----- Entries supplied -----

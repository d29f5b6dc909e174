use crate::generator::{GenerateError, Resolver};
use crate::registry::Registries;
use crate::workspace::BlockInstance;
use std::collections::HashMap;
use std::fmt::{Debug, Formatter};
use thiserror::Error;

/// Binding strength of a generated expression, tightest first. A child is
/// wrapped in parentheses when its class is looser than the class its parent
/// asks for.
#[derive(Debug, Clone, Copy, PartialEq, Eq, PartialOrd, Ord, Hash)]
pub enum Precedence {
    Atomic,
    FunctionCall,
    Exponent,
    Unary,
    Multiplicative,
    Additive,
    /// `<`, `>`, `<=`, `>=`.
    Relational,
    /// `=`, `!=`.
    Equality,
    /// `and`, `or` and `xor` all share one class.
    Logical,
    /// Statement context: nothing is parenthesised.
    None,
}

#[derive(Debug, Clone, Copy, PartialEq, Eq)]
pub enum ResultKind {
    Value,
    Statement,
}

/// Declared output type, used by the editor for connection checks only.
#[derive(Debug, Clone, Copy, PartialEq, Eq)]
pub enum OutputType {
    Number,
    Boolean,
    String,
    Agent,
    Agentset,
    Color,
    Any,
}

#[derive(Debug, Clone, PartialEq, Eq)]
pub enum Translation {
    Statement(String),
    Value(String, Precedence),
}

impl Translation {
    pub fn value(code: impl Into<String>, precedence: Precedence) -> Self {
        Translation::Value(code.into(), precedence)
    }

    pub fn statement(code: impl Into<String>) -> Self {
        Translation::Statement(code.into())
    }

    pub fn into_parts(self) -> (String, Precedence) {
        match self {
            Translation::Value(code, precedence) => (code, precedence),
            Translation::Statement(code) => (code, Precedence::None),
        }
    }
}

pub type TranslateFn =
    Box<dyn Fn(&BlockInstance, &mut Resolver<'_, '_>) -> Result<Translation, GenerateError>>;

pub type OptionsFn = fn(&Registries) -> Vec<String>;

/// Boxes a translate closure. Going through this bound lets the closure's
/// argument lifetimes be inferred as higher-ranked.
pub fn rule<F>(translate: F) -> TranslateFn
where
    F: Fn(&BlockInstance, &mut Resolver<'_, '_>) -> Result<Translation, GenerateError> + 'static,
{
    Box::new(translate)
}

pub enum FieldOptions {
    /// Typed-in text or number.
    Free,
    Static(&'static [&'static str]),
    /// Recomputed from the registries every time the editor asks.
    Dynamic(OptionsFn),
}

pub struct FieldSpec {
    pub name: &'static str,
    pub options: FieldOptions,
}

pub struct BlockDescriptor {
    pub block_type: &'static str,
    pub kind: ResultKind,
    pub output: Option<OutputType>,
    pub fields: Vec<FieldSpec>,
    pub defaults: Vec<(&'static str, &'static str)>,
    pub translate: TranslateFn,
}

impl BlockDescriptor {
    pub fn value(block_type: &'static str, output: OutputType, translate: TranslateFn) -> Self {
        Self {
            block_type,
            kind: ResultKind::Value,
            output: Some(output),
            fields: Vec::new(),
            defaults: Vec::new(),
            translate,
        }
    }

    pub fn statement(block_type: &'static str, translate: TranslateFn) -> Self {
        Self {
            block_type,
            kind: ResultKind::Statement,
            output: None,
            fields: Vec::new(),
            defaults: Vec::new(),
            translate,
        }
    }

    pub fn with_field(mut self, name: &'static str, options: FieldOptions) -> Self {
        self.fields.push(FieldSpec { name, options });
        self
    }

    /// Text emitted when value slot `slot` is left unfilled.
    pub fn with_default(mut self, slot: &'static str, text: &'static str) -> Self {
        self.defaults.push((slot, text));
        self
    }

    pub fn default_for(&self, slot: &str) -> &'static str {
        self.defaults
            .iter()
            .find(|(name, _)| *name == slot)
            .map(|(_, text)| *text)
            .unwrap_or("0")
    }
}

impl Debug for BlockDescriptor {
    fn fmt(&self, f: &mut Formatter<'_>) -> std::fmt::Result {
        f.debug_struct("BlockDescriptor")
            .field("block_type", &self.block_type)
            .field("kind", &self.kind)
            .field("output", &self.output)
            .finish_non_exhaustive()
    }
}

#[derive(Debug, Clone, PartialEq, Eq, Error)]
pub enum CatalogError {
    #[error("Block type '{0}' is already registered.")]
    DuplicateBlockType(String),
}

#[derive(Debug, Default)]
pub struct Catalog {
    descriptors: HashMap<&'static str, BlockDescriptor>,
    order: Vec<&'static str>,
}

impl Catalog {
    pub fn new() -> Self {
        Self::default()
    }

    /// Catalog holding every built-in block family.
    pub fn standard() -> Self {
        crate::blocks::standard_catalog()
    }

    pub fn register(&mut self, descriptor: BlockDescriptor) -> Result<(), CatalogError> {
        let key = descriptor.block_type;
        if self.descriptors.contains_key(key) {
            return Err(CatalogError::DuplicateBlockType(key.to_string()));
        }
        self.order.push(key);
        self.descriptors.insert(key, descriptor);
        Ok(())
    }

    pub fn get(&self, block_type: &str) -> Option<&BlockDescriptor> {
        self.descriptors.get(block_type)
    }

    pub fn contains(&self, block_type: &str) -> bool {
        self.descriptors.contains_key(block_type)
    }

    /// Block types in registration order.
    pub fn block_types(&self) -> &[&'static str] {
        &self.order
    }

    pub fn len(&self) -> usize {
        self.order.len()
    }

    pub fn is_empty(&self) -> bool {
        self.order.is_empty()
    }

    /// Dropdown choices for `field` on `block_type`, read live from the
    /// registries for dynamic fields. `None` for unknown blocks, unknown fields
    /// and free-text fields.
    pub fn field_options(&self, block_type: &str, field: &str, registries: &Registries) -> Option<Vec<String>> {
        let spec = self.get(block_type)?.fields.iter().find(|f| f.name == field)?;
        match &spec.options {
            FieldOptions::Free => None,
            FieldOptions::Static(options) => Some(options.iter().map(ToString::to_string).collect()),
            FieldOptions::Dynamic(options) => Some(options(registries)),
        }
    }
}

#[cfg(test)]
mod tests {
    use super::*;

    #[test]
    fn precedence_orders_tight_to_loose() {
        assert!(Precedence::Atomic < Precedence::FunctionCall);
        assert!(Precedence::FunctionCall < Precedence::Exponent);
        assert!(Precedence::Exponent < Precedence::Unary);
        assert!(Precedence::Unary < Precedence::Multiplicative);
        assert!(Precedence::Multiplicative < Precedence::Additive);
        assert!(Precedence::Additive < Precedence::Relational);
        assert!(Precedence::Relational < Precedence::Equality);
        assert!(Precedence::Equality < Precedence::Logical);
        assert!(Precedence::Logical < Precedence::None);
    }

    #[test]
    fn duplicate_registration_is_rejected() {
        let mut catalog = Catalog::new();
        let tick = || {
            BlockDescriptor::statement("observer_tick", rule(|_, _| Ok(Translation::statement("tick"))))
        };
        catalog.register(tick()).unwrap();
        assert_eq!(
            catalog.register(tick()),
            Err(CatalogError::DuplicateBlockType("observer_tick".to_string()))
        );
        assert_eq!(catalog.len(), 1);
    }
}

-----

Across the records above, how many lines contain the word "GenerateError"? Give the number by itself.

3